TASK DATA Block Start

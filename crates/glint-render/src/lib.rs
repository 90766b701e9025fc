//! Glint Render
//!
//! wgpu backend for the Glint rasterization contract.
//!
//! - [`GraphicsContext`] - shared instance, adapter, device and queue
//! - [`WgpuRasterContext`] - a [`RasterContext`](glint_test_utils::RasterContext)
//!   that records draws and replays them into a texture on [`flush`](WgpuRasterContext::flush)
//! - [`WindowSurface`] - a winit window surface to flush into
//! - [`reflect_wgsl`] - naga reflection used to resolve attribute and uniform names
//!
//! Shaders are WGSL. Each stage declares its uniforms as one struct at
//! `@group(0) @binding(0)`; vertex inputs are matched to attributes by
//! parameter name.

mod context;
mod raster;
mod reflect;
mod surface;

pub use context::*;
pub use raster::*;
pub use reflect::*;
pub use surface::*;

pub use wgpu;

TASK DATA Block End
TASK DATA Block Start

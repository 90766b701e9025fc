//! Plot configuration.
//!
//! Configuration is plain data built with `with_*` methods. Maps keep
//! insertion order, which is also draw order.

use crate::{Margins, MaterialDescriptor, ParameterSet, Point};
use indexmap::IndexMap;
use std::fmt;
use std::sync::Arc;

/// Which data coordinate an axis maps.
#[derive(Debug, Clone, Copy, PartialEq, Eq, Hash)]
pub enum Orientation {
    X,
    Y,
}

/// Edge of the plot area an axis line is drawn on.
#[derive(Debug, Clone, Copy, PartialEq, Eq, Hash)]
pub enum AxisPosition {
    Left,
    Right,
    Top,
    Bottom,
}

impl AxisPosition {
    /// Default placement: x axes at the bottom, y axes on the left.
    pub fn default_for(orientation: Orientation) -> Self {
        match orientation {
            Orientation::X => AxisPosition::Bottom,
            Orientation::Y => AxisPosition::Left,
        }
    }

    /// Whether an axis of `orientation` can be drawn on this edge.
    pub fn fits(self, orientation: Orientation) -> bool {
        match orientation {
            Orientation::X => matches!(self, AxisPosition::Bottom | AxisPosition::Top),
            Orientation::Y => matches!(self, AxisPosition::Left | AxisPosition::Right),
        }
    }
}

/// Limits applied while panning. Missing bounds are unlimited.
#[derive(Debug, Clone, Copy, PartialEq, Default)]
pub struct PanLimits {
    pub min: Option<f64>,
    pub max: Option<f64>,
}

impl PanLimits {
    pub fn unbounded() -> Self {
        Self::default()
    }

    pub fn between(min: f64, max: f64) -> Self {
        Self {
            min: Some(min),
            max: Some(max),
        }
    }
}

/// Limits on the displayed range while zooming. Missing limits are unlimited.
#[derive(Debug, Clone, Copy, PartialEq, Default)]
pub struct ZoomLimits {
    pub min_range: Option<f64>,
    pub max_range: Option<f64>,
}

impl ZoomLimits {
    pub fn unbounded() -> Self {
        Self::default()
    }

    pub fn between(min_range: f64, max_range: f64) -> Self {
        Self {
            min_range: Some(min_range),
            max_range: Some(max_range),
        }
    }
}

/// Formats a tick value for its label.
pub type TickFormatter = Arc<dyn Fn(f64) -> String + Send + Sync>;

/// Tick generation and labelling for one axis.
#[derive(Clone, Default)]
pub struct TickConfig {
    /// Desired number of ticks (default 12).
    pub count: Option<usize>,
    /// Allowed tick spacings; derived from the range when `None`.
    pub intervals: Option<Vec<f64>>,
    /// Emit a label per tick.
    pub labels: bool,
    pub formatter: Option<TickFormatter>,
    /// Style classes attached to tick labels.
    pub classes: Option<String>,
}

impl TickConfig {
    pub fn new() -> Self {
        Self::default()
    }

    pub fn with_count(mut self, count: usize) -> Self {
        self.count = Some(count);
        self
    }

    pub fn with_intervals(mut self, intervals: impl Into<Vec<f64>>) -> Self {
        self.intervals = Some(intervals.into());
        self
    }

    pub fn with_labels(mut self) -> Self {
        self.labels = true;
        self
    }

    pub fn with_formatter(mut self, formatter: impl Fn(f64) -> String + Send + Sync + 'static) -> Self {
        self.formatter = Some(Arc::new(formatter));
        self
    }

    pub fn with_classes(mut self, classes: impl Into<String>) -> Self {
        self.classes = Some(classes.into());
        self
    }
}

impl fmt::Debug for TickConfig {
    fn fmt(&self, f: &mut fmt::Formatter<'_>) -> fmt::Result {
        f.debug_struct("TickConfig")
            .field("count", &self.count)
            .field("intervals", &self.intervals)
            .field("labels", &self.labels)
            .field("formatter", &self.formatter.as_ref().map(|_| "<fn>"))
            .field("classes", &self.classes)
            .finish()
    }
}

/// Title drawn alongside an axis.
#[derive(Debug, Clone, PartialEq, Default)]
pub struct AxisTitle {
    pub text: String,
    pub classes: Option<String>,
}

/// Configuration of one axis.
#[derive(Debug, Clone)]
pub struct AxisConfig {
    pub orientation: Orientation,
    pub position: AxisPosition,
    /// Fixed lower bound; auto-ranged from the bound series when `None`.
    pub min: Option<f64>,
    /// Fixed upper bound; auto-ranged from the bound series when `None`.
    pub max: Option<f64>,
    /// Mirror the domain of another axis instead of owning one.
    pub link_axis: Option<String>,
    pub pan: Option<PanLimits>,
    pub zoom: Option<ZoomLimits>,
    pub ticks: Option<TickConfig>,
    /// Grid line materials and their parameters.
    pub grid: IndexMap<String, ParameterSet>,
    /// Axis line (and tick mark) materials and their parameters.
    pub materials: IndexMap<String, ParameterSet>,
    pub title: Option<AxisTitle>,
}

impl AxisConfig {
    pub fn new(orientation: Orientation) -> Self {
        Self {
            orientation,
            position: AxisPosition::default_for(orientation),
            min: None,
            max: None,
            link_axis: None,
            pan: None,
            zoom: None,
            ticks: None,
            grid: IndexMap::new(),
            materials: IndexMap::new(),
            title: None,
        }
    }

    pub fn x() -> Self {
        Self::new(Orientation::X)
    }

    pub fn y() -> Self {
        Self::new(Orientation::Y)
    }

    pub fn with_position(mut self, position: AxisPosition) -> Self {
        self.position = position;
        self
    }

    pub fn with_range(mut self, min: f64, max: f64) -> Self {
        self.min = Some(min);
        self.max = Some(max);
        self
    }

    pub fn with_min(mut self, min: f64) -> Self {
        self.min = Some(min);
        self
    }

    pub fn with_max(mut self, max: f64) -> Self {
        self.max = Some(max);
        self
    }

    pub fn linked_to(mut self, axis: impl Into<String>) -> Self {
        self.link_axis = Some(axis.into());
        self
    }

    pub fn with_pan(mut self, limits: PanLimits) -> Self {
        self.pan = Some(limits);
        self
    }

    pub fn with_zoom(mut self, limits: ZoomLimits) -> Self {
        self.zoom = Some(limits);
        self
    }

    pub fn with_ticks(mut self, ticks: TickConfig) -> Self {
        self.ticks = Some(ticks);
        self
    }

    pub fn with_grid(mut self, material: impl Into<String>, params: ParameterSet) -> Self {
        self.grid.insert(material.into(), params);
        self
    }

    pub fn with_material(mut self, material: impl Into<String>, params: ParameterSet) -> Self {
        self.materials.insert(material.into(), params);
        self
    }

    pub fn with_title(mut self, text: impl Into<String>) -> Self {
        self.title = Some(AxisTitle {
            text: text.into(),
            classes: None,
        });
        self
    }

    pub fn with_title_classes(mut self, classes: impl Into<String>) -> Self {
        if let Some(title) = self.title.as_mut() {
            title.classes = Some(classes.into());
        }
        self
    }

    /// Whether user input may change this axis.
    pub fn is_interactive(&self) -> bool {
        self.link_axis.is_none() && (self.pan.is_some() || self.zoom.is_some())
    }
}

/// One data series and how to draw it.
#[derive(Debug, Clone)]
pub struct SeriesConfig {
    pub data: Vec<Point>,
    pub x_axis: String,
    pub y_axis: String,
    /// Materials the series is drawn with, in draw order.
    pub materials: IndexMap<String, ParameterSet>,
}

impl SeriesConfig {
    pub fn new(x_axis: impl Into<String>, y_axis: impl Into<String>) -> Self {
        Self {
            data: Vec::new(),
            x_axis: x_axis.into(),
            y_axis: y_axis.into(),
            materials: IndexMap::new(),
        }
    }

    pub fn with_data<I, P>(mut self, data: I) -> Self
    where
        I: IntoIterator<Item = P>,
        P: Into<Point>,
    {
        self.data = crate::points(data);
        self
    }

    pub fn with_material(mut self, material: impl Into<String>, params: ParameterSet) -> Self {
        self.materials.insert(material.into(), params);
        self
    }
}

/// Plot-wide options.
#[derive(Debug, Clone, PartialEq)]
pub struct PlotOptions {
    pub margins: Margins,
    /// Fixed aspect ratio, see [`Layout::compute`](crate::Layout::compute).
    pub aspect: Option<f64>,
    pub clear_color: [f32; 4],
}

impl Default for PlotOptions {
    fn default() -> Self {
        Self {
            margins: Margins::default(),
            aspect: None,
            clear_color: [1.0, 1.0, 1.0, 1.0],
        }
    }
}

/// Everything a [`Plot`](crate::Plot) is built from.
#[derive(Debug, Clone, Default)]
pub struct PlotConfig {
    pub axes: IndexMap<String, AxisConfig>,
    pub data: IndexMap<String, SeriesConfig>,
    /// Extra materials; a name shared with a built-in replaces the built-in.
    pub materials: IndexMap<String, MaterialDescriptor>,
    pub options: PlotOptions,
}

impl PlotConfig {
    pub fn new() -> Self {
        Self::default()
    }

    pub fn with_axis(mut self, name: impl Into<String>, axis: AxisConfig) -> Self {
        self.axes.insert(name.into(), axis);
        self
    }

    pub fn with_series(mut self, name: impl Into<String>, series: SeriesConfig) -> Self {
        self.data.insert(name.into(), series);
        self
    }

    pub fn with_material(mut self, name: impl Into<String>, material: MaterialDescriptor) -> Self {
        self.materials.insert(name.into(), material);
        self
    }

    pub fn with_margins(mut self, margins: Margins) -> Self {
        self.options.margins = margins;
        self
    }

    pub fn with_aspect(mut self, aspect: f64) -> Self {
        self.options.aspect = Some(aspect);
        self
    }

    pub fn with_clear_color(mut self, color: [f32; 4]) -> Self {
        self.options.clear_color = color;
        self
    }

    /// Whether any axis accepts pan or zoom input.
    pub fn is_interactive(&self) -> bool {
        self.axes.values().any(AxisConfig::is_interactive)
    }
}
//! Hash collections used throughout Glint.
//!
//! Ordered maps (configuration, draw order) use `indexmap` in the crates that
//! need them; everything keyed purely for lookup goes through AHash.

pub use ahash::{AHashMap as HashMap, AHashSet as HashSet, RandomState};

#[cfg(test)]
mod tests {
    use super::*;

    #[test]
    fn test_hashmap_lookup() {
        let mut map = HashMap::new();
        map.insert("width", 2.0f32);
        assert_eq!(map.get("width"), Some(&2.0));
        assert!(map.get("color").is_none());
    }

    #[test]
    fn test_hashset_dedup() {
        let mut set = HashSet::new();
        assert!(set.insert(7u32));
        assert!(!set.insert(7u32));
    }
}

TASK DATA Block End
TASK DATA Block Start

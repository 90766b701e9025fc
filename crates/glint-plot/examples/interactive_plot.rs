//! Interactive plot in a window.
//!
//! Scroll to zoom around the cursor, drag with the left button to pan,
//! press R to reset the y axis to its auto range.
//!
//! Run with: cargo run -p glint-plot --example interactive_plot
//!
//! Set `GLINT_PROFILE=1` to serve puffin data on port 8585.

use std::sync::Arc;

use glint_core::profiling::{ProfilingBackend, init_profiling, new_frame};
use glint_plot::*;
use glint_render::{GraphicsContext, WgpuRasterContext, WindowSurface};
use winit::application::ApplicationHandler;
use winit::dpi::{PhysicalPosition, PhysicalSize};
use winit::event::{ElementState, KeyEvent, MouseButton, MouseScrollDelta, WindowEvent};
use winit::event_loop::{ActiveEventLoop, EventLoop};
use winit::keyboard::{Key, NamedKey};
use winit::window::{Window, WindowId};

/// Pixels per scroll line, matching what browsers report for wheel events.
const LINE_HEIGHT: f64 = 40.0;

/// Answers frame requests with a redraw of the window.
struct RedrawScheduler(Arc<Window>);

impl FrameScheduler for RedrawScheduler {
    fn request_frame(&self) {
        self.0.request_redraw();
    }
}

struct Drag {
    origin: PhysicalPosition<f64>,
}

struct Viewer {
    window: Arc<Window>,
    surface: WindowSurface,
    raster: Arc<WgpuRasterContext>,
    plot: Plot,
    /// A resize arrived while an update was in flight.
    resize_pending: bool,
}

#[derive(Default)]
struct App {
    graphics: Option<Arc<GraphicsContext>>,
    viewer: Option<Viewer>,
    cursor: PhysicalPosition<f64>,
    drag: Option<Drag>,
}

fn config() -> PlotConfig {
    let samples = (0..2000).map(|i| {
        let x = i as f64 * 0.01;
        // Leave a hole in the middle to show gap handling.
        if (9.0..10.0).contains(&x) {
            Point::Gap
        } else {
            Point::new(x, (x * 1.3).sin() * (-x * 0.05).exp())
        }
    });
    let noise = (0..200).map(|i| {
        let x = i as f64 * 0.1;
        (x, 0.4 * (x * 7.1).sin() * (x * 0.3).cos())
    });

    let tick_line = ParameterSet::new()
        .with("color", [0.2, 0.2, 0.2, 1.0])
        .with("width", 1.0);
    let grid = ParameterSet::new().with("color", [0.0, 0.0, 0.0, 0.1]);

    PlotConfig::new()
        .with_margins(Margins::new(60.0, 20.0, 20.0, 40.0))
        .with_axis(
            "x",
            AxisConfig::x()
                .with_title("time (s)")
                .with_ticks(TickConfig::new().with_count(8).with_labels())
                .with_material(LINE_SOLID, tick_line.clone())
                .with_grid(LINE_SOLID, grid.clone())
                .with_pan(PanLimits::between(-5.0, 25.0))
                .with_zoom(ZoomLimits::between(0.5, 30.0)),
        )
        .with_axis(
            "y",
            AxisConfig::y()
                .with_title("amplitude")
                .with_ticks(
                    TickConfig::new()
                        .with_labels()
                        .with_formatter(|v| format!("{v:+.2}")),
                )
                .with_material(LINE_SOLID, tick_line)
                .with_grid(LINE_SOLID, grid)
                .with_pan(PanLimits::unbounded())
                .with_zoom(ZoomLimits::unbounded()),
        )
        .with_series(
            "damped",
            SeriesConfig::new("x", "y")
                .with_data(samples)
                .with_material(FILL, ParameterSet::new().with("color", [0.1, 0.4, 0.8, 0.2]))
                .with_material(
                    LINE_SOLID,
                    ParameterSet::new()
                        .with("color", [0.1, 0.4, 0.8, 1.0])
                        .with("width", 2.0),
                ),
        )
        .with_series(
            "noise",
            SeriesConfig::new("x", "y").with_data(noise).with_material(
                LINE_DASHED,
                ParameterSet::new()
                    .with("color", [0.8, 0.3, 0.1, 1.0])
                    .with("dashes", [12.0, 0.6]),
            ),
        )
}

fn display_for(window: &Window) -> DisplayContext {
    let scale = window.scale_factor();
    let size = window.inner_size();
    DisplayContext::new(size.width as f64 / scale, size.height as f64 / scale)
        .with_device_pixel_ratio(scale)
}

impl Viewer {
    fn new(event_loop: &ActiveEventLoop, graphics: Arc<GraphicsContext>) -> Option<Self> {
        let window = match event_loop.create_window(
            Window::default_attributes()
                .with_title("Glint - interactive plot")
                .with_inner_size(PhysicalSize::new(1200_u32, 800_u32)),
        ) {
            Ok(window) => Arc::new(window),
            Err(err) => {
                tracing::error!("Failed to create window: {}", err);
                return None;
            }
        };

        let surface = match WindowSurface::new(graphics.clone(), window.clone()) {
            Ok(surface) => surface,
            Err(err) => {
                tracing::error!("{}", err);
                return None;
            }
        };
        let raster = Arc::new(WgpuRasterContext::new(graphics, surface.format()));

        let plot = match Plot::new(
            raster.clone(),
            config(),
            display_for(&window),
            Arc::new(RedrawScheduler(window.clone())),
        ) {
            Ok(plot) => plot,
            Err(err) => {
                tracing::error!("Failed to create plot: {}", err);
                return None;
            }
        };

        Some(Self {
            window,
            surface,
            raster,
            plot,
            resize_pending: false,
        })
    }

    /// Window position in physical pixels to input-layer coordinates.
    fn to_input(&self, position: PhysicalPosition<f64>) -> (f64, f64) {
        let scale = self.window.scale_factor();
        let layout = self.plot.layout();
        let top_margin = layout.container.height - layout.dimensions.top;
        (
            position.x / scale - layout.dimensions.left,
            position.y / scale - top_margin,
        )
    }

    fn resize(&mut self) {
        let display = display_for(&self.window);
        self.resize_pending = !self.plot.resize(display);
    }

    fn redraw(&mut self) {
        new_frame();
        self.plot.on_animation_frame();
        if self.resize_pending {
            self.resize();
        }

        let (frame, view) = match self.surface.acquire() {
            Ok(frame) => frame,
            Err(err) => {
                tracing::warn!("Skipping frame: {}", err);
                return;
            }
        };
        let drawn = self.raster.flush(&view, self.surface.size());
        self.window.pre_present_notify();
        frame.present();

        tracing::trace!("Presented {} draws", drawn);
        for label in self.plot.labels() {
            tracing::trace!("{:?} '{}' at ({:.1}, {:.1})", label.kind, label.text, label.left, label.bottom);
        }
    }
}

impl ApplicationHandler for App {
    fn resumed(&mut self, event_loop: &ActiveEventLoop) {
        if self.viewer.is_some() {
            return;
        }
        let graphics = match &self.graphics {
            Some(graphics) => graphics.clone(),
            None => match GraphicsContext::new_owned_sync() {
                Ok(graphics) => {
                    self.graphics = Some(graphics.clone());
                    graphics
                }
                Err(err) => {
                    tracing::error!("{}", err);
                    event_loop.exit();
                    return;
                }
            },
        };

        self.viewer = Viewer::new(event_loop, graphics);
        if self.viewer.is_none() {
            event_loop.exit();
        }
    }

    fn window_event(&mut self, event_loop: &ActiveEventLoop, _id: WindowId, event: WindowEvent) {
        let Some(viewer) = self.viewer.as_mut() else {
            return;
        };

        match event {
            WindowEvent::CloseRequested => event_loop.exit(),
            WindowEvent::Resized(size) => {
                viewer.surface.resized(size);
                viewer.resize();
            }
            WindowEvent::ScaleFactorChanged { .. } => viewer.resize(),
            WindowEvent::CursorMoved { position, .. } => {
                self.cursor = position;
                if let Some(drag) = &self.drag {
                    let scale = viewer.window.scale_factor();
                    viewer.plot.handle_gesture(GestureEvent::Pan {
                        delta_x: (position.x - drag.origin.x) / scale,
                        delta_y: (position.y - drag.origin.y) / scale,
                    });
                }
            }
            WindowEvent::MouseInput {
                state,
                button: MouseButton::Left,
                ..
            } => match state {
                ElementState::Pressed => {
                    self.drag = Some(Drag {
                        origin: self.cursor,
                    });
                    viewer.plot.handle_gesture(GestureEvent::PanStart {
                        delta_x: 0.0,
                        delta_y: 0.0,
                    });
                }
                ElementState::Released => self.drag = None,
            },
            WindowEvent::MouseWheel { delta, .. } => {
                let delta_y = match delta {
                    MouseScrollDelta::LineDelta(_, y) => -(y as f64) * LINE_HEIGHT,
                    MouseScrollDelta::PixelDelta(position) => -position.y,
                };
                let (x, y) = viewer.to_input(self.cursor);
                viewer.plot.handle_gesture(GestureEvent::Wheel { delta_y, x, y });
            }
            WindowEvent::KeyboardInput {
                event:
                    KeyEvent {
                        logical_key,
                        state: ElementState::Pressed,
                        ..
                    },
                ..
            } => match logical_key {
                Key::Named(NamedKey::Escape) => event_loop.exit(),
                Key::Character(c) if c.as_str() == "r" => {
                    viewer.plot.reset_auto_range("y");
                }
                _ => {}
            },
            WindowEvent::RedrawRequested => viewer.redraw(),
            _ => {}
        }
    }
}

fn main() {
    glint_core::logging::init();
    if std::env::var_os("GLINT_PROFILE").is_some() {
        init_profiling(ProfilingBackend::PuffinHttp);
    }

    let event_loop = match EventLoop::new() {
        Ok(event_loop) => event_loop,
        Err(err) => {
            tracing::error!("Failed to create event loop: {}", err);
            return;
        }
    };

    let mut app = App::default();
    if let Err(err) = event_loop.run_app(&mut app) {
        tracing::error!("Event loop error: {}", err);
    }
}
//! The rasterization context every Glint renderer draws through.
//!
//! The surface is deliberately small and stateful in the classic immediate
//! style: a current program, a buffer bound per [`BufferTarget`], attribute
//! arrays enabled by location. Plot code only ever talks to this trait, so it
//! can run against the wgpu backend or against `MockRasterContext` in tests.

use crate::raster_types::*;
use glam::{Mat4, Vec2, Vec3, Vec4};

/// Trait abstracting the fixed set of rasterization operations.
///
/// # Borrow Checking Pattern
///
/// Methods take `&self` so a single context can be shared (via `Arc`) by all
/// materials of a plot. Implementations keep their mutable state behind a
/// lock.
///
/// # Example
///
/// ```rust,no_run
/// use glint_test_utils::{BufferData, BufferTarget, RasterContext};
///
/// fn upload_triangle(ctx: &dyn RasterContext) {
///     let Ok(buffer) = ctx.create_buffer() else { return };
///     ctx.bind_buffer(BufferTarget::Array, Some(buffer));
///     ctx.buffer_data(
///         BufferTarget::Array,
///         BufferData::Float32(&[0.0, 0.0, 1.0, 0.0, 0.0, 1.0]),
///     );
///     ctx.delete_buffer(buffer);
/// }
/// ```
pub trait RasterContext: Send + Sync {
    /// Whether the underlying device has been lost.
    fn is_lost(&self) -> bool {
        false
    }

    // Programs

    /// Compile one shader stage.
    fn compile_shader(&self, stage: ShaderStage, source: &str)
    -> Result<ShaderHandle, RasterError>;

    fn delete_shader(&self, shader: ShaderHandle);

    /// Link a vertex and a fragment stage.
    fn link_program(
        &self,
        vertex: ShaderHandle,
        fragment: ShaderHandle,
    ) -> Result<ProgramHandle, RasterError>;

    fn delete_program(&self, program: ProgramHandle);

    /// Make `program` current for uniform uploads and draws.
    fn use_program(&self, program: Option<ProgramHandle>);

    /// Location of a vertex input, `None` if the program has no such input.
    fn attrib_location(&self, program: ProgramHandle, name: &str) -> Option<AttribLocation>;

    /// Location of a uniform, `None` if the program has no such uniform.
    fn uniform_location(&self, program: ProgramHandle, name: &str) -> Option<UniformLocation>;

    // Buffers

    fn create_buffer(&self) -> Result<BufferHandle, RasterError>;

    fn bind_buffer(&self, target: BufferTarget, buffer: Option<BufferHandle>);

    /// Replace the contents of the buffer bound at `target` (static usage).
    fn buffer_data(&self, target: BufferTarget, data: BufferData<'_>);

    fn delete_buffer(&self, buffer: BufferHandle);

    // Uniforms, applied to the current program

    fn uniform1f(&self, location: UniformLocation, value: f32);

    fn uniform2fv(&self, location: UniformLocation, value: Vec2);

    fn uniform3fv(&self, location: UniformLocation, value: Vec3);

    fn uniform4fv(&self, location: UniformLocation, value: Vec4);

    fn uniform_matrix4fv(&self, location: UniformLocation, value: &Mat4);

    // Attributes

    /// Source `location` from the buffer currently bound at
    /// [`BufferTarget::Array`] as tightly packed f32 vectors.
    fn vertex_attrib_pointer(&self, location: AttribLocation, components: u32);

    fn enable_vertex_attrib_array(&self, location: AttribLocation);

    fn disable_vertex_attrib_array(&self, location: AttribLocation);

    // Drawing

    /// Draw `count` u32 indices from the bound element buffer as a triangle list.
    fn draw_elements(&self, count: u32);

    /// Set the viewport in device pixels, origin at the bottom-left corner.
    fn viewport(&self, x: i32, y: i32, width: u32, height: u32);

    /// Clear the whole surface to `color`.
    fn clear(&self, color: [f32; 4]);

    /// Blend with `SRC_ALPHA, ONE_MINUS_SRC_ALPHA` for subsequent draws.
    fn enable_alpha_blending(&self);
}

TASK DATA Block End

AIM OF THE EXERCISE
Write out every line in the data that holds the string "their".

ANSWER BELOW
    /// Grid line materials and their parameters.
    /// Axis line (and tick mark) materials and their parameters.
/// materials of a plot. Implementations keep their mutable state behind a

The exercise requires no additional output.